Re: [Jprogramming] Minimum Spanning Tree, J and Prim's Algorithm

[Jon Hough]

OK, thanks. I think I understand prim_alg2.
The meat of it seems to be in:
 next =. (i. <./) ,|:_ list} list {"1 mat
 pairs =. pairs, < 'prevnode newnode'=. (0,size)#: next
I'm not sure how you are making sure no cycles form (the way I used the remove 
verb), but your algorithm definitely works.I think Outlook.com is messing up my 
line endings. I apologize for garbled emails.

> From: rauldmil...@gmail.com
> Date: Fri, 24 Oct 2014 12:20:11 -0400
> To: programm...@jsoftware.com
> Subject: Re: [Jprogramming] Minimum Spanning Tree, J and Prim's Algorithm
> 
> That is still coming through garbled, for me.
> 
> So here's my attempt at posting your code:
> 
> mat0 =: 5 5 $ _ 2 5 _ 10, 2 _ 11 _ 7, 5 11 _ 6 _, _ _ 6 _ 9, 10 7 _ 9 _
> 
> prim_alg =: verb define
>   list =. 0       NB. list of already counted nodes (start at zero)

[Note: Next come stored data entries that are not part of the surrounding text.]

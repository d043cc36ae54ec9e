//! Fetch module for retrieving the raw feed document
//!
//! This module contains:
//! - The [`Transport`] seam and its `reqwest` implementation
//! - The bounded-retry [`Fetcher`]

mod fetcher;
#[cfg(test)]
pub(crate) mod mock;
mod transport;

pub use fetcher::Fetcher;
pub use transport::{build_http_client, HttpTransport, Transport, ACCEPT_FEED, MAX_FEED_SIZE};
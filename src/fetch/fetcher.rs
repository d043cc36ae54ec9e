//! Bounded-retry feed fetcher
//!
//! # Retry Logic
//!
//! | Condition | Action |
//! |-----------|--------|
//! | Source URL not configured | Immediate → MissingSource, no request |
//! | Connection refused / DNS / TLS | Retry up to `retries` times |
//! | Timeout | Retry up to `retries` times |
//! | HTTP 408, 409, 425, 429, 5xx gateway codes | Retry up to `retries` times |
//! | Any other HTTP status | Immediate → HttpStatus |
//!
//! Attempts follow each other without delay; the last failure is surfaced.

use crate::config::Config;
use crate::fetch::Transport;
use crate::FeedError;

/// Fetches the configured feed through a [`Transport`]
#[derive(Debug)]
pub struct Fetcher<T> {
    transport: T,
    url: Option<String>,
    retries: u32,
}

impl<T: Transport> Fetcher<T> {
    /// Creates a fetcher for `url` allowing `retries` additional attempts
    pub fn new(transport: T, url: Option<String>, retries: u32) -> Self {
        Self {
            transport,
            url,
            retries,
        }
    }

    /// Creates a fetcher from the process configuration
    pub fn from_config(transport: T, config: &Config) -> Self {
        Self::new(
            transport,
            config.source.url().map(str::to_string),
            config.fetch.retries,
        )
    }

    /// The source URL, if configured
    pub fn url(&self) -> Option<&str> {
        self.url.as_deref()
    }

    /// The underlying transport
    pub fn transport(&self) -> &T {
        &self.transport
    }

    /// Fetches the feed body
    ///
    /// # Returns
    ///
    /// * `Ok(String)` - The raw document text
    /// * `Err(FeedError::MissingSource)` - No URL configured; nothing was sent
    /// * `Err(FeedError)` - The failure of the last attempt
    pub async fn fetch(&self) -> Result<String, FeedError> {
        let url = self.url.as_deref().ok_or(FeedError::MissingSource)?;
        let max_attempts = self.retries.saturating_add(1);
        let mut attempt = 1;

        loop {
            match self.transport.get(url).await {
                Ok(body) => {
                    tracing::debug!(url = %url, attempt = attempt, bytes = body.len(), "Feed fetched");
                    return Ok(body);
                }
                Err(e) if e.is_transient() && attempt < max_attempts => {
                    tracing::warn!(
                        url = %url,
                        attempt = attempt,
                        max_attempts = max_attempts,
                        error = %e,
                        "Transient fetch failure, retrying"
                    );
                    attempt += 1;
                }
                Err(e) => return Err(e),
            }
        }
    }
}
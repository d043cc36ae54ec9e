use serde::Deserialize;
use std::time::Duration;

/// Default per-attempt request timeout (milliseconds)
pub const DEFAULT_TIMEOUT_MS: u64 = 15_000;

/// Default number of additional attempts after the first
pub const DEFAULT_RETRIES: u32 = 2;

/// Main configuration structure for Feedrelay
#[derive(Debug, Clone, Default, Deserialize)]
#[serde(default)]
pub struct Config {
    pub source: SourceConfig,
    pub fetch: FetchConfig,
    #[serde(rename = "user-agent")]
    pub user_agent: UserAgentConfig,
    pub server: ServerConfig,
}

/// Where the feed comes from
#[derive(Debug, Clone, Default, Deserialize)]
#[serde(default)]
pub struct SourceConfig {
    /// Feed URL. Absent or blank means "not configured".
    pub url: Option<String>,
}

impl SourceConfig {
    /// Returns the configured URL, treating blank values as absent
    pub fn url(&self) -> Option<&str> {
        self.url
            .as_deref()
            .map(str::trim)
            .filter(|url| !url.is_empty())
    }
}

/// Fetch behavior configuration
#[derive(Debug, Clone, Deserialize)]
#[serde(default)]
pub struct FetchConfig {
    /// Per-attempt request timeout (milliseconds)
    #[serde(rename = "timeout-ms")]
    pub timeout_ms: u64,

    /// Additional attempts after the first one fails transiently
    pub retries: u32,
}

impl FetchConfig {
    pub fn timeout(&self) -> Duration {
        Duration::from_millis(self.timeout_ms)
    }
}

impl Default for FetchConfig {
    fn default() -> Self {
        Self {
            timeout_ms: DEFAULT_TIMEOUT_MS,
            retries: DEFAULT_RETRIES,
        }
    }
}

/// User agent identification configuration
#[derive(Debug, Clone, Deserialize)]
#[serde(default)]
pub struct UserAgentConfig {
    /// Name of the client
    #[serde(rename = "client-name")]
    pub client_name: String,

    /// Version of the client
    #[serde(rename = "client-version")]
    pub client_version: String,

    /// URL with information about the client
    #[serde(rename = "contact-url")]
    pub contact_url: String,
}

impl UserAgentConfig {
    /// Formats the `User-Agent` header value
    ///
    /// Format: `Mozilla/5.0 (compatible; Name/Version; +ContactURL)`
    pub fn header_value(&self) -> String {
        format!(
            "Mozilla/5.0 (compatible; {}/{}; +{})",
            self.client_name, self.client_version, self.contact_url
        )
    }
}

impl Default for UserAgentConfig {
    fn default() -> Self {
        Self {
            client_name: env!("CARGO_PKG_NAME").to_string(),
            client_version: env!("CARGO_PKG_VERSION").to_string(),
            contact_url: "https://github.com/feedrelay/feedrelay".to_string(),
        }
    }
}

/// HTTP surface configuration
#[derive(Debug, Clone, Deserialize)]
#[serde(default)]
pub struct ServerConfig {
    /// Socket address to listen on
    pub bind: String,

    /// Path serving the feed envelope
    pub route: String,
}

impl Default for ServerConfig {
    fn default() -> Self {
        Self {
            bind: "127.0.0.1:3000".to_string(),
            route: "/api/rss".to_string(),
        }
    }
}
//! Feedrelay: a tolerant RSS relay
//!
//! This crate fetches a remote syndication feed, parses it into a generic
//! tree, extracts a stable item schema with per-field fallbacks, sanitizes
//! descriptions, orders items newest first and reports the outcome as a
//! well-formed envelope, even when something along the way fails.

pub mod config;
pub mod feed;
pub mod fetch;
pub mod output;
pub mod server;
pub mod service;

use thiserror::Error;

/// Main error type for Feedrelay operations
#[derive(Debug, Error)]
pub enum FeedError {
    #[error("Configuration error: {0}")]
    Config(#[from] ConfigError),

    #[error("Feed source URL is not configured")]
    MissingSource,

    #[error("fetch failed for {url}: {message}")]
    Unreachable { url: String, message: String },

    #[error("HTTP {status} from {url}")]
    HttpStatus { url: String, status: u16 },

    #[error("Request timeout for {url}")]
    Timeout { url: String },

    #[error("HTTP client error: {0}")]
    Client(String),

    #[error("XML parse error: {0}")]
    Parse(String),

    #[error("IO error: {0}")]
    Io(#[from] std::io::Error),
}

impl FeedError {
    /// Returns true if another attempt could plausibly succeed
    ///
    /// Connectivity failures, timeouts and the usual "try again" status codes
    /// are transient. Everything else fails on the first attempt.
    pub fn is_transient(&self) -> bool {
        match self {
            Self::Unreachable { .. } | Self::Timeout { .. } => true,
            Self::HttpStatus { status, .. } => {
                matches!(status, 408 | 409 | 425 | 429 | 500 | 502 | 503 | 504)
            }
            _ => false,
        }
    }
}

/// Configuration-specific errors
#[derive(Debug, Error)]
pub enum ConfigError {
    #[error("Failed to read config file: {0}")]
    Io(#[from] std::io::Error),

    #[error("Failed to parse TOML: {0}")]
    Parse(#[from] toml::de::Error),

    #[error("Validation error: {0}")]
    Validation(String),

    #[error("Invalid URL in config: {0}")]
    InvalidUrl(String),
}

/// Result type alias for Feedrelay operations
pub type Result<T> = std::result::Result<T, FeedError>;

/// Result type alias for configuration operations
pub type ConfigResult<T> = std::result::Result<T, ConfigError>;

// Re-export commonly used types
pub use config::Config;
pub use feed::{process_document, FeedItem, GenericNode};
pub use output::FeedResult;
pub use service::FeedService;
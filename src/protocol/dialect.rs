//! Dialect registry.
//!
//! A dialect is a named collection of message codecs sharing an id space. It is populated once
//! at startup and read-only afterwards; since every codec is immutable, concurrent readers need
//! no locking. This registry is the only entity a framing layer consumes: it extracts
//! (message `ID`, payload bytes, version) from a frame and asks the dialect for the codec.

use std::collections::HashMap;
use std::fmt::{Debug, Formatter};

use crate::error::{Error, Result};
use crate::protocol::{MessageCodec, MessageDef, MessageId};

/// Registry of message codecs keyed by message `ID`.
///
/// # Examples
///
/// ```rust
/// use mavdialect::prelude::*;
///
/// let dialect = Dialect::new("minimal")
///     .with_message(
///         MessageDef::new(0, "Heartbeat")
///             .with_field(FieldDef::primitive("CustomMode", WireType::UInt32)),
///     )?
///     .with_message(
///         MessageDef::new(300, "ProtocolVersion")
///             .with_field(FieldDef::primitive("Version", WireType::UInt16)),
///     )?;
///
/// assert!(dialect.lookup(0).is_some());
/// // An unknown `ID` is a distinguished value, not an error; the framing
/// // layer decides what to do with such frames.
/// assert!(dialect.lookup(42).is_none());
/// # Ok::<(), mavdialect::error::Error>(())
/// ```
#[derive(Clone, Default)]
pub struct Dialect {
    name: String,
    messages: HashMap<MessageId, MessageCodec>,
}

impl Dialect {
    /// Creates an empty dialect with the given name.
    pub fn new(name: impl Into<String>) -> Self {
        Self {
            name: name.into(),
            messages: HashMap::new(),
        }
    }

    /// Builds a codec from `def` and registers it, returning the dialect.
    ///
    /// # Errors
    ///
    /// Returns a schema error if the definition is malformed, or
    /// [`Error::DuplicateMessageId`] if the `ID` is already taken.
    pub fn with_message(mut self, def: MessageDef) -> Result<Self> {
        self.register(MessageCodec::new(&def)?)?;
        Ok(self)
    }

    /// Registers a codec under its message `ID`.
    ///
    /// # Errors
    ///
    /// Returns [`Error::DuplicateMessageId`] if the `ID` is already taken.
    pub fn register(&mut self, codec: MessageCodec) -> Result<()> {
        if self.messages.contains_key(&codec.id()) {
            return Err(Error::DuplicateMessageId(codec.id()));
        }
        log::debug!(
            "dialect '{}': registered message #{} ({})",
            self.name,
            codec.id(),
            codec.schema().wire_name()
        );
        self.messages.insert(codec.id(), codec);
        Ok(())
    }

    /// Returns the codec registered for `id`, if any.
    ///
    /// `None` is the unknown-message sentinel a framing layer handles; it is never raised as an
    /// error.
    pub fn lookup(&self, id: MessageId) -> Option<&MessageCodec> {
        self.messages.get(&id)
    }

    /// Returns `true` if a message with the given `ID` is registered.
    #[inline]
    pub fn contains(&self, id: MessageId) -> bool {
        self.messages.contains_key(&id)
    }

    /// Dialect name.
    #[inline]
    pub fn name(&self) -> &str {
        &self.name
    }

    /// Number of registered messages.
    #[inline]
    pub fn len(&self) -> usize {
        self.messages.len()
    }

    /// Returns `true` if no messages are registered.
    #[inline]
    pub fn is_empty(&self) -> bool {
        self.messages.is_empty()
    }

    /// Registered codecs, in no particular order.
    pub fn messages(&self) -> impl Iterator<Item = &MessageCodec> {
        self.messages.values()
    }
}

impl Debug for Dialect {
    fn fmt(&self, f: &mut Formatter<'_>) -> std::fmt::Result {
        let mut ids: Vec<MessageId> = self.messages.keys().copied().collect();
        ids.sort_unstable();
        f.debug_struct("Dialect")
            .field("name", &self.name)
            .field("messages", &ids)
            .finish()
    }
}

#[cfg(test)]
mod tests {
    use super::*;
    use crate::protocol::{FieldDef, WireType};

    fn heartbeat() -> MessageDef {
        MessageDef::new(0, "Heartbeat")
            .with_field(FieldDef::primitive("CustomMode", WireType::UInt32))
    }

    #[test]
    fn lookup_hits_and_misses() {
        let dialect = Dialect::new("test").with_message(heartbeat()).unwrap();
        assert_eq!(dialect.lookup(0).unwrap().id(), 0);
        assert!(dialect.lookup(1).is_none());
        assert!(dialect.contains(0));
        assert_eq!(dialect.len(), 1);
    }

    #[test]
    fn duplicate_id_is_rejected() {
        let err = Dialect::new("test")
            .with_message(heartbeat())
            .unwrap()
            .with_message(MessageDef::new(0, "Impostor").with_field(FieldDef::primitive(
                "Value",
                WireType::UInt8,
            )))
            .unwrap_err();
        assert_eq!(err, Error::DuplicateMessageId(0));
    }

    #[test]
    fn malformed_definition_is_refused() {
        let err = Dialect::new("test")
            .with_message(
                MessageDef::new(1, "Broken")
                    .with_field(FieldDef::primitive("A", WireType::UInt8).extension())
                    .with_field(FieldDef::primitive("B", WireType::UInt8)),
            )
            .unwrap_err();
        assert!(matches!(err, Error::Schema(_)));
    }

    #[test]
    fn messages_iterates_over_codecs() {
        let dialect = Dialect::new("test")
            .with_message(heartbeat())
            .unwrap()
            .with_message(
                MessageDef::new(1, "SysStatus")
                    .with_field(FieldDef::primitive("Load", WireType::UInt16)),
            )
            .unwrap();
        let mut ids: Vec<MessageId> = dialect.messages().map(MessageCodec::id).collect();
        ids.sort_unstable();
        assert_eq!(ids, [0, 1]);
    }
}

>   pairs =: ''     NB. the pairs, i.e. edges, of the spanning tree.
>   mat =. y                NB. distance matrix, infinity implies not
> adjacent.
>   size =. 0{ $ y  NB. Matrix must be square, so just get size of one axis.

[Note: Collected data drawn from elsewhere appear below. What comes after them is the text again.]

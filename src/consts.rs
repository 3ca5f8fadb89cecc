//! Mavdialect constants.

use crate::protocol::MessageId;

/// Maximum value of a MAVLink message `ID`.
///
/// Message identifiers occupy 24 bits in a `MAVLink 2` frame.
pub const MESSAGE_ID_MAX: MessageId = 0xFFFFFF;

/// Maximum size of a message payload in bytes.
///
/// The payload length field of a MAVLink frame is a single byte.
pub const PAYLOAD_MAX_SIZE: usize = 255;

>   while. (size > (# list)) do.
>     NB. inner functions
>     swap =. (0&*)`(1&*)@.(1&=)  NB. to use J verbs (I.), swap _ with 0's.
>     remove =. ,@:|:@:(_&(list}))@:(list&{"1) NB. remove rows already in the
> list and flatten matrix.
>     NB. get the next node (still need to get its(i,j) coords)

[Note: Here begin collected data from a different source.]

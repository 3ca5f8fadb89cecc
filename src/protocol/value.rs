//! Structured message values.
//!
//! The codec is table-driven: instead of generated per-message structs, a [`MessageValue`] is a
//! schema-shaped container of [`FieldValue`]s. Values are validated when they are set, so the
//! encoder can treat a well-formed value as total input.

use std::sync::Arc;

use crate::error::{Result, ValueError};
use crate::protocol::{Field, MessageId, MessageSchema, WireType};

/// Value of a single message field.
///
/// Integer variants correspond one-to-one to wire primitives; the compact
/// [`UInt24`](WireType::UInt24) and [`UInt48`](WireType::UInt48) forms are carried in
/// [`FieldValue::UInt32`] and [`FieldValue::UInt64`]. Enumeration fields carry the numeric
/// value of their declared wire primitive, so unknown enumeration values round-trip untouched.
#[derive(Clone, Debug, PartialEq)]
#[cfg_attr(feature = "serde", derive(serde::Serialize, serde::Deserialize))]
pub enum FieldValue {
    /// `uint8_t` value.
    UInt8(u8),
    /// `int8_t` value.
    Int8(i8),
    /// `uint16_t` value.
    UInt16(u16),
    /// `int16_t` value.
    Int16(i16),
    /// `uint32_t` value; also carries [`WireType::UInt24`] fields.
    UInt32(u32),
    /// `int32_t` value.
    Int32(i32),
    /// `uint64_t` value; also carries [`WireType::UInt48`] fields.
    UInt64(u64),
    /// `int64_t` value.
    Int64(i64),
    /// `float` value.
    Float32(f32),
    /// `double` value.
    Float64(f64),
    /// Fixed-width string value. May be shorter than the declared width (zero-padded on the
    /// wire) or longer (silently truncated on encode).
    String(String),
    /// Fixed-length array of scalar values.
    Array(Vec<FieldValue>),
}

impl FieldValue {
    /// Zero/default value for a normalized field.
    pub(crate) fn default_for(field: &Field) -> Self {
        if field.is_string() {
            return FieldValue::String(String::new());
        }
        let scalar = Self::default_scalar(field.wire_type());
        if field.array_len() > 0 {
            FieldValue::Array(vec![scalar; field.array_len()])
        } else {
            scalar
        }
    }

    fn default_scalar(wire_type: WireType) -> Self {
        match wire_type {
            WireType::UInt8 | WireType::Char => FieldValue::UInt8(0),
            WireType::Int8 => FieldValue::Int8(0),
            WireType::UInt16 => FieldValue::UInt16(0),
            WireType::Int16 => FieldValue::Int16(0),
            WireType::UInt32 | WireType::UInt24 => FieldValue::UInt32(0),
            WireType::Int32 => FieldValue::Int32(0),
            WireType::UInt64 | WireType::UInt48 => FieldValue::UInt64(0),
            WireType::Int64 => FieldValue::Int64(0),
            WireType::Float32 => FieldValue::Float32(0.0),
            WireType::Float64 => FieldValue::Float64(0.0),
        }
    }

    /// Returns `true` if this is a scalar of the given wire type.
    pub(crate) fn matches_scalar(&self, wire_type: WireType) -> bool {
        matches!(
            (wire_type, self),
            (WireType::UInt8, FieldValue::UInt8(_))
                | (WireType::Int8, FieldValue::Int8(_))
                | (WireType::UInt16, FieldValue::UInt16(_))
                | (WireType::Int16, FieldValue::Int16(_))
                | (WireType::UInt32, FieldValue::UInt32(_))
                | (WireType::UInt24, FieldValue::UInt32(_))
                | (WireType::Int32, FieldValue::Int32(_))
                | (WireType::UInt64, FieldValue::UInt64(_))
                | (WireType::UInt48, FieldValue::UInt64(_))
                | (WireType::Int64, FieldValue::Int64(_))
                | (WireType::Float32, FieldValue::Float32(_))
                | (WireType::Float64, FieldValue::Float64(_))
        )
    }

    /// Validates this value against a normalized field.
    pub(crate) fn validate(&self, field: &Field) -> core::result::Result<(), ValueError> {
        let mismatch = || ValueError::TypeMismatch {
            field: field.name().to_owned(),
            wire_type: field.wire_type(),
        };

        if field.is_string() {
            return match self {
                FieldValue::String(_) => Ok(()),
                _ => Err(mismatch()),
            };
        }

        if field.array_len() > 0 {
            let elements = match self {
                FieldValue::Array(elements) => elements,
                _ => return Err(mismatch()),
            };
            if elements.len() != field.array_len() {
                return Err(ValueError::ArrayLength {
                    field: field.name().to_owned(),
                    expected: field.array_len(),
                    actual: elements.len(),
                });
            }
            if !elements.iter().all(|e| e.matches_scalar(field.wire_type())) {
                return Err(mismatch());
            }
            return Ok(());
        }

        if self.matches_scalar(field.wire_type()) {
            Ok(())
        } else {
            Err(mismatch())
        }
    }

    /// Returns the string content, if this is a string value.
    pub fn as_str(&self) -> Option<&str> {
        match self {
            FieldValue::String(s) => Some(s),
            _ => None,
        }
    }

    /// Returns the array elements, if this is an array value.
    pub fn as_slice(&self) -> Option<&[FieldValue]> {
        match self {
            FieldValue::Array(elements) => Some(elements),
            _ => None,
        }
    }

    /// Returns the value widened to `u64`, if this is an unsigned integer.
    pub fn as_u64(&self) -> Option<u64> {
        match *self {
            FieldValue::UInt8(x) => Some(x as u64),
            FieldValue::UInt16(x) => Some(x as u64),
            FieldValue::UInt32(x) => Some(x as u64),
            FieldValue::UInt64(x) => Some(x),
            _ => None,
        }
    }

    /// Returns the value widened to `i64`, if this is a signed integer.
    pub fn as_i64(&self) -> Option<i64> {
        match *self {
            FieldValue::Int8(x) => Some(x as i64),
            FieldValue::Int16(x) => Some(x as i64),
            FieldValue::Int32(x) => Some(x as i64),
            FieldValue::Int64(x) => Some(x),
            _ => None,
        }
    }

    /// Returns the value as `f64`, if this is a float.
    pub fn as_f64(&self) -> Option<f64> {
        match *self {
            FieldValue::Float32(x) => Some(x as f64),
            FieldValue::Float64(x) => Some(x),
            _ => None,
        }
    }
}

macro_rules! impl_from_scalar {
    ($($ty:ty => $variant:ident,)*) => {
        $(
            impl From<$ty> for FieldValue {
                fn from(value: $ty) -> Self {
                    FieldValue::$variant(value)
                }
            }
        )*
    };
}

impl_from_scalar! {
    u8 => UInt8,
    i8 => Int8,
    u16 => UInt16,
    i16 => Int16,
    u32 => UInt32,
    i32 => Int32,
    u64 => UInt64,
    i64 => Int64,
    f32 => Float32,
    f64 => Float64,
    String => String,
}

impl From<&str> for FieldValue {
    fn from(value: &str) -> Self {
        FieldValue::String(value.to_owned())
    }
}

impl<T: Into<FieldValue>> From<Vec<T>> for FieldValue {
    fn from(values: Vec<T>) -> Self {
        FieldValue::Array(values.into_iter().map(Into::into).collect())
    }
}

impl<T: Into<FieldValue> + Clone> From<&[T]> for FieldValue {
    fn from(values: &[T]) -> Self {
        FieldValue::Array(values.iter().cloned().map(Into::into).collect())
    }
}

/// Structured value of one message.
///
/// Created through [`MessageCodec::new_value`](crate::protocol::MessageCodec::new_value) with
/// every field at its zero/default; fields are addressed by their logical name. Two values are
/// equal when they belong to the same message `ID` and all their fields are equal.
///
/// # Examples
///
/// ```rust
/// use mavdialect::prelude::*;
///
/// let codec = MessageCodec::new(
///     &MessageDef::new(5, "ChangeOperatorControl")
///         .with_field(FieldDef::primitive("TargetSystem", WireType::UInt8))
///         .with_field(FieldDef::string("Passkey", 25)),
/// )?;
///
/// let mut value = codec
///     .new_value()
///     .with("TargetSystem", 1u8)?
///     .with("Passkey", "testing")?;
///
/// assert_eq!(value.get("Passkey").unwrap().as_str(), Some("testing"));
/// assert!(value.set("Passkey", 1u32).is_err());
/// # Ok::<(), mavdialect::error::Error>(())
/// ```
#[derive(Clone, Debug)]
pub struct MessageValue {
    schema: Arc<MessageSchema>,
    values: Vec<FieldValue>,
}

impl MessageValue {
    /// Creates a value with every field at its zero/default.
    pub(crate) fn new(schema: Arc<MessageSchema>) -> Self {
        let values = schema.fields().iter().map(FieldValue::default_for).collect();
        Self { schema, values }
    }

    /// Schema this value conforms to.
    #[inline]
    pub fn schema(&self) -> &MessageSchema {
        &self.schema
    }

    /// Message `ID` this value belongs to.
    #[inline]
    pub fn id(&self) -> MessageId {
        self.schema.id()
    }

    /// Returns the value of the field with logical name `name`.
    pub fn get(&self, name: &str) -> Option<&FieldValue> {
        self.schema.field_index(name).map(|i| &self.values[i])
    }

    /// Sets the field with logical name `name`.
    ///
    /// # Errors
    ///
    /// Returns [`ValueError`] wrapped into [`Error`](crate::error::Error) if the message has no
    /// such field, the value's type does not match the field's wire type, or an array value has
    /// the wrong number of elements. Strings of any length are accepted; the encoder truncates
    /// them to the declared width.
    pub fn set(&mut self, name: &str, value: impl Into<FieldValue>) -> Result<()> {
        let index = self
            .schema
            .field_index(name)
            .ok_or_else(|| ValueError::NoSuchField(name.to_owned()))?;
        let value = value.into();
        value.validate(&self.schema.fields()[index])?;
        self.values[index] = value;
        Ok(())
    }

    /// Sets the field with logical name `name`, consuming and returning `self`.
    ///
    /// Fluent form of [`MessageValue::set`] for building values in one expression.
    pub fn with(mut self, name: &str, value: impl Into<FieldValue>) -> Result<Self> {
        self.set(name, value)?;
        Ok(self)
    }

    /// Field values in declaration order.
    pub(crate) fn values(&self) -> &[FieldValue] {
        &self.values
    }

    /// Replaces the field at `index` without validation; decoder-internal.
    pub(crate) fn put(&mut self, index: usize, value: FieldValue) {
        self.values[index] = value;
    }
}

impl PartialEq for MessageValue {
    fn eq(&self, other: &Self) -> bool {
        self.schema.id() == other.schema.id() && self.values == other.values
    }
}

#[cfg(test)]
mod tests {
    use super::*;
    use crate::protocol::{FieldDef, MessageDef};

    fn schema() -> Arc<MessageSchema> {
        Arc::new(
            MessageSchema::new(
                &MessageDef::new(61, "AttitudeQuaternionCov")
                    .with_field(FieldDef::primitive("TimeUsec", WireType::UInt64))
                    .with_field(FieldDef::array("Q", WireType::Float32, 4))
                    .with_field(FieldDef::string("Label", 8))
                    .with_field(FieldDef::enumeration("Source", WireType::UInt8)),
            )
            .unwrap(),
        )
    }

    #[test]
    fn defaults_are_zeroed() {
        let value = MessageValue::new(schema());
        assert_eq!(value.get("TimeUsec"), Some(&FieldValue::UInt64(0)));
        assert_eq!(
            value.get("Q"),
            Some(&FieldValue::Array(vec![FieldValue::Float32(0.0); 4]))
        );
        assert_eq!(value.get("Label"), Some(&FieldValue::String(String::new())));
        assert_eq!(value.get("Source"), Some(&FieldValue::UInt8(0)));
    }

    #[test]
    fn set_validates_scalar_type() {
        let mut value = MessageValue::new(schema());
        value.set("TimeUsec", 42u64).unwrap();
        assert_eq!(value.get("TimeUsec"), Some(&FieldValue::UInt64(42)));

        let err = value.set("TimeUsec", 42u32).unwrap_err();
        assert!(matches!(
            err,
            crate::error::Error::Value(ValueError::TypeMismatch { .. })
        ));
    }

    #[test]
    fn set_validates_array_length() {
        let mut value = MessageValue::new(schema());
        value.set("Q", vec![1.0f32, 0.0, 0.0, 0.0]).unwrap();

        let err = value.set("Q", vec![1.0f32, 0.0]).unwrap_err();
        assert!(matches!(
            err,
            crate::error::Error::Value(ValueError::ArrayLength {
                expected: 4,
                actual: 2,
                ..
            })
        ));
    }

    #[test]
    fn set_rejects_unknown_field() {
        let mut value = MessageValue::new(schema());
        let err = value.set("Nope", 1u8).unwrap_err();
        assert_eq!(
            err,
            crate::error::Error::Value(ValueError::NoSuchField("Nope".into()))
        );
    }

    #[test]
    fn strings_of_any_length_are_accepted() {
        let mut value = MessageValue::new(schema());
        value.set("Label", "much longer than eight bytes").unwrap();
        assert_eq!(
            value.get("Label").unwrap().as_str(),
            Some("much longer than eight bytes")
        );
    }

    #[test]
    fn values_compare_by_id_and_content() {
        let a = MessageValue::new(schema()).with("Source", 3u8).unwrap();
        let b = MessageValue::new(schema()).with("Source", 3u8).unwrap();
        let c = MessageValue::new(schema());
        assert_eq!(a, b);
        assert_ne!(a, c);
    }
}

>     next =. (I.@:(swap"0)@:(=<./))@:remove mat
>     NB. get the new node (row index in matrix)
>     temp =. size | next
>     prevnode =. ((next - temp) % size ){ list NB. find which node reached
> the new node.
>     newnode =. temp
>     pairs =: pairs, (< ( prevnode, newnode))
>     NB. add new node to list (so don't try to reach it in next iteration).
>     slist =. list, newnode
>   end.
>   pairs
> )
> 
> 
> Maybe a gist would be better, since it looks like some of those lines might
> wrap.
> 
> Also, I think this code can be simplified. Here's my attempt at that:
> 
> prim_alg2 =: verb define
>   mat =. y        NB. distance matrix, infinity implies not adjacent.
>   size =. #y      NB. Matrix must be square, so just get size of one axis.
>   list =. 0       NB. list of already counted nodes (start at zero)
>   pairs =: ''     NB. the pairs, i.e. edges, of the spanning tree.
>   while. (size > (# list)) do.
>     NB. get the next node (still need to get its(i,j) coords)
>     next =. (i. <./) ,|:_ list} list {"1  mat
>     pairs =. pairs, < 'prevnode newnode'=. (0,size)#: next
>     NB. add new node to list (so don't try to reach it in next iteration).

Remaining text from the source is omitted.